- Interactive map of boundaries since 2024
- Boundary of West Dorset in South West England
- County: Dorset
- Electorate: 75,390 (2023)
- Major settlements: Dorchester, Bridport and Sherborne

Current constituency
- Created: 1885
- Member of Parliament: Edward Morello (Liberal Democrats)
- Seats: One

= West Dorset (constituency) =

Parliamentary constituency in the United Kingdom, 1885 onwards

West Dorset is a constituency represented in the House of Commons of the UK Parliament since 2024 by Edward Morello, a Liberal Democrat.

==History==
The seat was created under the Redistribution of Seats Act 1885.
- Political history
Only Conservative MPs had been elected in West Dorset until the 2024 general election, when Edward Morello won the seat for the Liberal Democrats for the first time since its creation. Historically there had mostly been large majorities; thus the seat was considered a safe seat. The previous closest result in recent years was in 2001, when the then member, Oliver Letwin, held his seat with a majority of only 2.8% over the Liberal Democrat candidate, Simon Green. The second place in every election after 1970 has been taken by the Liberal Party and, subsequent to that party's merging with the SDP, the Liberal Democrats. Labour's best results in the constituency were in 1945 and 1966.

- Prominent frontbenchers
Oliver Letwin, with a settled background in policy formulation, was appointed Minister of State for Policy (a Cabinet Office role) in the Conservative-Liberal Democrat Coalition on 12 May 2010. He had previously served as Shadow Chancellor of the Exchequer between 2003 and 2005.

==Boundaries==

1885–1918: The Municipal Boroughs of Bridport and Lyme Regis, the Sessional Divisions of Bridport and Cerne, and part of the Sessional Divisions of Dorchester and Sherborne.

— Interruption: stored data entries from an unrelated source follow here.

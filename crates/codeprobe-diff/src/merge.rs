//! Additive three-way merge.

use std::path::Path;

use tracing::debug;

use codeprobe_core::Result;

use crate::differ::{DiffTag, LineDiffer};

/// Merge two derived texts against a common base.
///
/// Computes independent diffs of (base, text1) and (base, text2), then
/// concatenates the kept-or-added lines of the first diff with the added
/// lines of the second. This is an additive union: when both sides modify
/// the same base region, both modifications appear back to back, with
/// text2's unique additions appended after all of text1's content. No
/// conflicts are detected or flagged; duplicates are not removed. That
/// behavior is the contract, not a bug.
pub fn merge<D: LineDiffer>(differ: &D, base: &str, text1: &str, text2: &str) -> String {
    let diff1 = differ.compare(base, text1);
    let diff2 = differ.compare(base, text2);

    let mut merged: Vec<String> = Vec::new();
    for line in diff1 {
        if matches!(line.tag, DiffTag::Kept | DiffTag::Added) {
            merged.push(line.text);
        }
    }
    for line in diff2 {
        if line.tag == DiffTag::Added {
            merged.push(line.text);
        }
    }

    debug!(lines = merged.len(), "merged");
    merged.join("\n")
}

/// Merge and write the result to `output`.
pub fn merge_to_file<D: LineDiffer>(
    differ: &D,
    base: &str,
    text1: &str,
    text2: &str,
    output: &Path,
) -> Result<()> {
    let merged = merge(differ, base, text1, text2);
    std::fs::write(output, merged)?;
    Ok(())
}
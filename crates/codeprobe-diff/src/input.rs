//! Input resolution: file/literal duality and Base64 decoding.

use std::path::Path;

use base64::Engine as _;
use base64::engine::general_purpose::STANDARD as BASE64;
use tracing::debug;

use codeprobe_core::{CodeprobeError, Result};

/// A textual input that is either a path to an existing file or literal text.
///
/// The duality is advisory convenience and is decided once per operation:
/// `resolve_all` auto-detects over the whole input set, `literal` forces
/// literal-text mode.
#[derive(Debug, Clone)]
pub struct TextInput {
    text: String,
}

impl TextInput {
    /// Treat `raw` as literal text, decoding Base64 first when asked.
    pub fn literal(raw: &str, base64_encoded: bool) -> Result<Self> {
        let text = if base64_encoded {
            decode_base64(raw)?
        } else {
            raw.to_string()
        };
        Ok(Self { text })
    }

    /// Auto-detect every input of an operation at once: file mode only when
    /// ALL inputs name existing files, otherwise every input is literal.
    /// Mixed sets never read anything from disk.
    ///
    /// Base64 mode implies literal mode — encoded text is never a path.
    pub fn resolve_all(raws: &[&str], base64_encoded: bool) -> Result<Vec<Self>> {
        if base64_encoded {
            return raws.iter().map(|raw| Self::literal(raw, true)).collect();
        }

        if raws.iter().all(|raw| Path::new(raw).is_file()) {
            debug!(count = raws.len(), "reading inputs from files");
            return raws
                .iter()
                .map(|raw| {
                    let text = std::fs::read_to_string(Path::new(raw))?;
                    Ok(Self { text })
                })
                .collect();
        }

        raws.iter().map(|raw| Self::literal(raw, false)).collect()
    }

    pub fn text(&self) -> &str {
        &self.text
    }

    pub fn into_text(self) -> String {
        self.text
    }
}

fn decode_base64(raw: &str) -> Result<String> {
    let bytes = BASE64
        .decode(raw.trim())
        .map_err(|e| CodeprobeError::Decode(e.to_string()))?;
    String::from_utf8(bytes).map_err(|e| CodeprobeError::Decode(e.to_string()))
}
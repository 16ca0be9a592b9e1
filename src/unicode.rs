//! Character classification for Thai segmentation.
//!
//! Every predicate here is a pure function of a single `char`. The segmenter
//! calls them once or twice per scanned position, so they are all tiny,
//! `#[inline(always)]` and (where the set is a contiguous range) `const`.
use phf::{Set, phf_set};

/// Zero-width space, the default word-break marker.
pub const ZWSP: char = '\u{200B}';
pub const ZWSP_STR: &str = "\u{200B}";

/// Thai repetition mark `ๆ` (U+0E46).
pub const MAI_YAMOK: char = '\u{0E46}';

/// Thai abbreviation / ellipsis mark `ฯ` (U+0E2F).
pub const PAIYANNOI: char = '\u{0E2F}';

/// Thai lakkhangyao `ๅ` (U+0E45).
pub const LAKKHANGYAO: char = '\u{0E45}';

/// Punctuation and control characters that are never looked up in the
/// dictionary and are grouped into runs instead.
static RUN_PUNCTUATION: Set<char> = phf_set! {
    '~',
    '\u{0E46}', // ๆ
    '\u{0E2F}', // ฯ
    '\u{201C}', // “
    '\u{201D}', // ”
    ',',
    '.',
    ' ',
    '\n',
    '\r',
    '\t',
    '\\',
};

#[inline(always)]
pub const fn is_open_bracket(c: char) -> bool {
    matches!(c, '(' | '{' | '[')
}

#[inline(always)]
pub const fn is_close_bracket(c: char) -> bool {
    matches!(c, ')' | '}' | ']')
}

/// `ๆ` and `ฯ` always terminate the token they appear in.
#[inline(always)]
pub const fn is_clause_end(c: char) -> bool {
    matches!(c, MAI_YAMOK | PAIYANNOI)
}

/// Thai digits `๐`..=`๙`.
#[inline(always)]
pub const fn is_thai_digit(c: char) -> bool {
    matches!(c as u32, 0x0E50..=0x0E59)
}

/// Combining marks and trailing vowels that must stay attached to the
/// character before them.
#[inline(always)]
pub const fn is_follower(c: char) -> bool {
    matches!(c,
        '\u{0E30}'..='\u{0E39}' | // sara a .. sara uu
        '\u{0E47}'..='\u{0E4C}' | // maitaikhu, tone marks, thanthakhat
        MAI_YAMOK | PAIYANNOI | LAKKHANGYAO
    )
}

/// Characters that are grouped into non-dictionary runs: ASCII letters and
/// digits, Thai digits, whitespace, a handful of punctuation marks and every
/// close bracket.
#[inline(always)]
pub fn is_run_char(c: char) -> bool {
    c.is_ascii_alphanumeric()
        || is_thai_digit(c)
        || is_close_bracket(c)
        || RUN_PUNCTUATION.contains(&c)
}

/// Thai block U+0E00..=U+0E7F.
#[inline(always)]
pub const fn is_thai(c: char) -> bool {
    matches!(c as u32, 0x0E00..=0x0E7F)
}
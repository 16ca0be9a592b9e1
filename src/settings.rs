//! Segmenter settings.
//!
//! Settings are plain JSON, every field optional:
//!
//! ```json
//! {
//!   "dictionary_path": "assets/dictionary.txt",
//!   "word_break": "custom",
//!   "custom_marker": "|",
//!   "load_dictionary_on_start": false
//! }
//! ```
use crate::unicode::ZWSP_STR;
use log::warn;
use serde::{Deserialize, Serialize};
use std::{
    fs, io,
    path::{Path, PathBuf},
};
use thiserror::Error;

#[derive(Debug, Error)]
pub enum SettingsError {
    #[error("cannot read settings `{path}`: {source}")]
    Io {
        path: PathBuf,
        #[source]
        source: io::Error,
    },

    #[error("invalid settings: {0}")]
    Parse(#[from] serde_json::Error),
}

/// Which marker is inserted between tokens when word breaking is requested.
#[derive(Debug, Clone, Copy, PartialEq, Eq, Default, Serialize, Deserialize)]
#[serde(rename_all = "snake_case")]
pub enum WordBreak {
    #[default]
    ZeroWidthSpace,
    Custom,
}

#[derive(Debug, Clone, PartialEq, Eq, Serialize, Deserialize)]
#[serde(default)]
pub struct Settings {
    pub dictionary_path: PathBuf,
    pub word_break: WordBreak,
    pub custom_marker: String,
    pub load_dictionary_on_start: bool,
}

impl Default for Settings {
    fn default() -> Self {
        Self {
            dictionary_path: PathBuf::from("dictionary.txt"),
            word_break: WordBreak::ZeroWidthSpace,
            custom_marker: String::new(),
            load_dictionary_on_start: true,
        }
    }
}

impl Settings {
    pub fn from_json_str(json: &str) -> Result<Self, SettingsError> {
        Ok(serde_json::from_str(json)?)
    }

    pub fn load(path: impl AsRef<Path>) -> Result<Self, SettingsError> {
        let path = path.as_ref();
        let json = fs::read_to_string(path).map_err(|source| SettingsError::Io {
            path: path.to_path_buf(),
            source,
        })?;
        Self::from_json_str(&json)
    }

    /// Like [`Settings::load`], but a missing or broken file yields the
    /// defaults.
    pub fn load_or_default(path: impl AsRef<Path>) -> Self {
        Self::load(path).unwrap_or_else(|e| {
            warn!("{e}; default settings will be used");
            Self::default()
        })
    }

    /// The marker string inserted at word boundaries. A `Custom` break with an
    /// empty `custom_marker` inserts nothing.
    pub fn word_break_marker(&self) -> &str {
        match self.word_break {
            WordBreak::ZeroWidthSpace => ZWSP_STR,
            WordBreak::Custom => &self.custom_marker,
        }
    }

    pub fn with_dictionary_path(mut self, path: impl Into<PathBuf>) -> Self {
        self.dictionary_path = path.into();
        self
    }

    pub fn with_custom_marker(mut self, marker: impl Into<String>) -> Self {
        self.word_break = WordBreak::Custom;
        self.custom_marker = marker.into();
        self
    }

    pub fn with_load_on_start(mut self, on: bool) -> Self {
        self.load_dictionary_on_start = on;
        self
    }
}
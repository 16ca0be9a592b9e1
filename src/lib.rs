//! Dictionary-driven Thai word segmentation.
//!
//! Thai is written without spaces between words. `thaiseg` splits it into
//! words by longest match against a word list, keeps combining marks attached
//! to their base characters, groups Latin text, digits and punctuation into
//! runs, and treats `<…>` markup tags as atomic. The tokens are joined back
//! with a separator and an optional invisible word-break marker so that a
//! renderer can wrap lines at word boundaries.
//!
//! ```
//! use thaiseg::{Segmenter, TokenizeRequest, Trie};
//!
//! let segmenter = Segmenter::new(Trie::build(["ฉัน", "กิน", "ข้าว"]));
//! let request = TokenizeRequest::new("ฉันกินข้าว").separator("|").break_words(false);
//! let result = segmenter.try_tokenize(&request).unwrap();
//! assert_eq!(result.text, "ฉัน|กิน|ข้าว");
//! assert_eq!(result.word_count, 3);
//! ```
pub mod dictionary;
pub mod preprocess;
pub mod request;
pub mod segmenter;
pub mod settings;
pub mod tokenizer;
pub mod trie;
pub mod unicode;

pub use dictionary::{DictionaryError, SharedDictionary};
pub use preprocess::TextPreprocessor;
pub use request::{TokenizeRequest, TokenizeResult};
pub use segmenter::{Segmenter, SegmenterBuilder, SegmenterError, TokenizeError};
pub use settings::{Settings, SettingsError, WordBreak};
pub use tokenizer::tokenize;
pub use trie::Trie;
//! Configuration and constants

pub mod defaults;
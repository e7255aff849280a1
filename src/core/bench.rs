//! Signature and serialization benchmark
//!
//! Times the life of one transfer: signing, verification, and a JSON
//! round trip of the signed transaction.

use std::time::{Duration, Instant};

use serde::Serialize;

use crate::core::crypto::{SignatureAlgorithm, SignatureScheme};
use crate::core::transaction::{SignedTransaction, Transaction};
use crate::error::{CryptoError, TransactionError};

/// Amount used for the benchmark transfer
const BENCH_AMOUNT: u64 = 1000;

/// Averaged benchmark results
#[derive(Debug, Clone, Serialize)]
pub struct BenchReport {
    /// Algorithm measured
    pub algorithm: SignatureAlgorithm,
    /// NIST level claimed by the algorithm
    pub nist_level: u8,
    /// Number of runs averaged
    pub iterations: u32,
    /// Whether every signature verified
    pub verified: bool,
    /// Mean key pair generation time
    pub keygen: Duration,
    /// Mean signing time
    pub sign: Duration,
    /// Mean verification time
    pub verify: Duration,
    /// Mean JSON serialization time
    pub serialize: Duration,
    /// Mean JSON deserialization time
    pub deserialize: Duration,
    /// Compact JSON size of the signed transaction
    pub json_bytes: usize,
    /// Public key size
    pub public_key_bytes: usize,
    /// Signature size of the last run
    pub signature_bytes: usize,
    /// Last signed transaction
    pub sample: SignedTransaction,
}

/// Run the benchmark `iterations` times (at least once)
pub fn run(
    algorithm: SignatureAlgorithm,
    iterations: u32,
) -> Result<BenchReport, TransactionError> {
    let iterations = iterations.max(1);
    let scheme = SignatureScheme::new(algorithm)?;

    let mut keygen = Duration::ZERO;
    let mut sign = Duration::ZERO;
    let mut verify = Duration::ZERO;
    let mut serialize = Duration::ZERO;
    let mut deserialize = Duration::ZERO;
    let mut verified = true;
    let mut sample = SignedTransaction::default();
    let mut json_bytes = 0;

    for _ in 0..iterations {
        let start = Instant::now();
        let sender = scheme.generate_keypair()?;
        keygen += start.elapsed();
        let receiver = scheme.generate_keypair()?;

        let start = Instant::now();
        let signed = Transaction::new(&[], &sender, BENCH_AMOUNT, &receiver.address())
            .sign(&scheme, &sender)?;
        sign += start.elapsed();

        let start = Instant::now();
        verified &= signed.is_valid(&scheme);
        verify += start.elapsed();

        let start = Instant::now();
        let json = serde_json::to_string(&signed)
            .map_err(|e| TransactionError::Encoding(e.to_string()))?;
        serialize += start.elapsed();

        let start = Instant::now();
        let decoded: SignedTransaction = serde_json::from_str(&json)
            .map_err(|e| TransactionError::Encoding(e.to_string()))?;
        deserialize += start.elapsed();

        verified &= decoded == signed;
        json_bytes = json.len();
        sample = signed;
    }

    let signature_bytes = crate::core::encoding::decode(&sample.signature, "signature")
        .map_err(TransactionError::from)?
        .len();

    tracing::debug!("Benchmark finished after {iterations} iteration(s)");

    Ok(BenchReport {
        algorithm,
        nist_level: scheme.claimed_nist_level(),
        iterations,
        verified,
        keygen: keygen / iterations,
        sign: sign / iterations,
        verify: verify / iterations,
        serialize: serialize / iterations,
        deserialize: deserialize / iterations,
        json_bytes,
        public_key_bytes: scheme.public_key_len(),
        signature_bytes,
        sample,
    })
}

/// Convenience for callers that only need to know the scheme works
pub fn self_test(algorithm: SignatureAlgorithm) -> Result<bool, CryptoError> {
    let scheme = SignatureScheme::new(algorithm)?;
    let keys = scheme.generate_keypair()?;
    let signature = scheme.sign(b"falcondag self-test", &keys)?;
    Ok(scheme
        .verify(b"falcondag self-test", &signature, &keys.public_key)
        .is_ok())
}
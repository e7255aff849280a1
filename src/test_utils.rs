//! Test utilities for property-based testing
//!
//! This module provides generators and helpers for proptest.

#[cfg(test)]
pub mod generators {
    use proptest::prelude::*;

    /// Pick an address from a small pool so generated transfers collide
    pub fn address() -> impl Strategy<Value = String> {
        prop_oneof![
            Just("QUxJQ0U=".to_string()),
            Just("Qk9C".to_string()),
            Just("Q0FST0w=".to_string()),
        ]
    }

    /// Generate a sequence of `(sender, receiver, amount)` transfers
    pub fn transfers() -> impl Strategy<Value = Vec<(String, String, u64)>> {
        prop::collection::vec((address(), address(), 0u64..600), 0..20)
    }

    /// Generate a valid key name
    pub fn key_name() -> impl Strategy<Value = String> {
        "[A-Za-z0-9_-]{1,64}"
    }
}

#[cfg(test)]
mod tests {
    use super::generators::*;
    use crate::config::defaults::MIN_PROPTEST_ITERATIONS;
    use crate::infra::keystore::is_valid_key_name;
    use proptest::prelude::*;

    proptest! {
        #![proptest_config(ProptestConfig::with_cases(MIN_PROPTEST_ITERATIONS))]

        #[test]
        fn test_address_generator_is_base64(addr in address()) {
            prop_assert!(crate::core::encoding::decode(&addr, "address").is_ok());
        }

        #[test]
        fn test_transfers_generator_bounds(steps in transfers()) {
            prop_assert!(steps.len() < 20);
            for (_, _, amount) in steps {
                prop_assert!(amount < 600);
            }
        }

        #[test]
        fn test_generated_key_names_are_accepted(name in key_name()) {
            prop_assert!(is_valid_key_name(&name));
        }
    }
}
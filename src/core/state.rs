//! Wallets and world state
//!
//! The world state is an account map keyed by address. Transfers are applied
//! atomically: either both sides change or neither does.

use std::collections::{HashMap, HashSet};

use serde::{Deserialize, Serialize};

use crate::core::transaction::Transaction;
use crate::error::StateError;

/// Balance and participation history of one address
#[derive(Debug, Clone, Default, PartialEq, Eq, Serialize, Deserialize)]
pub struct Wallet {
    /// Current balance
    pub balance: u64,

    /// Hashes of transactions this wallet sent or received
    pub history: HashSet<String>,
}

/// All wallets
#[derive(Debug, Clone, Default, PartialEq, Eq, Serialize, Deserialize)]
pub struct WorldState {
    /// Wallets by address
    pub wallets: HashMap<String, Wallet>,
}

impl WorldState {
    /// Create an empty world state
    pub fn new() -> Self {
        Self::default()
    }

    /// Balance of an address (zero if unknown)
    pub fn balance(&self, address: &str) -> u64 {
        self.wallets.get(address).map_or(0, |w| w.balance)
    }

    /// Wallet of an address, if it ever held funds
    pub fn wallet(&self, address: &str) -> Option<&Wallet> {
        self.wallets.get(address)
    }

    /// Sum of all balances
    pub fn total_supply(&self) -> u128 {
        self.wallets.values().map(|w| u128::from(w.balance)).sum()
    }

    /// Grant funds outside of any transaction (genesis allocation)
    pub fn credit(&mut self, address: &str, amount: u64) -> Result<(), StateError> {
        let wallet = self.wallets.entry(address.to_string()).or_default();
        wallet.balance = wallet
            .balance
            .checked_add(amount)
            .ok_or_else(|| StateError::BalanceOverflow {
                address: address.to_string(),
            })?;
        Ok(())
    }

    /// Check that a transfer could be applied without changing anything
    pub fn check(&self, tx: &Transaction) -> Result<(), StateError> {
        let balance = self.balance(&tx.sender);
        if balance < tx.amount {
            return Err(StateError::InsufficientFunds {
                address: tx.sender.clone(),
                balance,
                needed: tx.amount,
            });
        }

        if tx.sender != tx.receiver && self.balance(&tx.receiver).checked_add(tx.amount).is_none()
        {
            return Err(StateError::BalanceOverflow {
                address: tx.receiver.clone(),
            });
        }

        Ok(())
    }

    /// Apply a transfer identified by `hash`
    pub fn apply(&mut self, hash: &str, tx: &Transaction) -> Result<(), StateError> {
        self.check(tx)?;

        let sender = self.wallets.entry(tx.sender.clone()).or_default();
        sender.balance -= tx.amount;
        sender.history.insert(hash.to_string());

        let receiver = self.wallets.entry(tx.receiver.clone()).or_default();
        receiver.balance += tx.amount;
        receiver.history.insert(hash.to_string());

        tracing::debug!(
            "Applied {hash}: {} -> {} ({})",
            short(&tx.sender),
            short(&tx.receiver),
            tx.amount
        );
        Ok(())
    }
}

fn short(address: &str) -> &str {
    address.get(..12).unwrap_or(address)
}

1918–1950: The Municipal Boroughs of Bridport, Dorchester, and Lyme Regis, the Rural Districts of Beaminster, Bridport, Cerne, and Dorchester, and part of the Rural District of Weymouth.

1950–1974: The Municipal Boroughs of Bridport, Dorchester, and Lyme Regis, the Urban District of Sherborne, the Rural Districts of Beaminster, Bridport, and Sherborne, and part of the Rural District of Dorchester.

1974–1983: As 1950 but with redrawn boundaries.

1983–2024: The District of West Dorset except the ward of Owermoigne.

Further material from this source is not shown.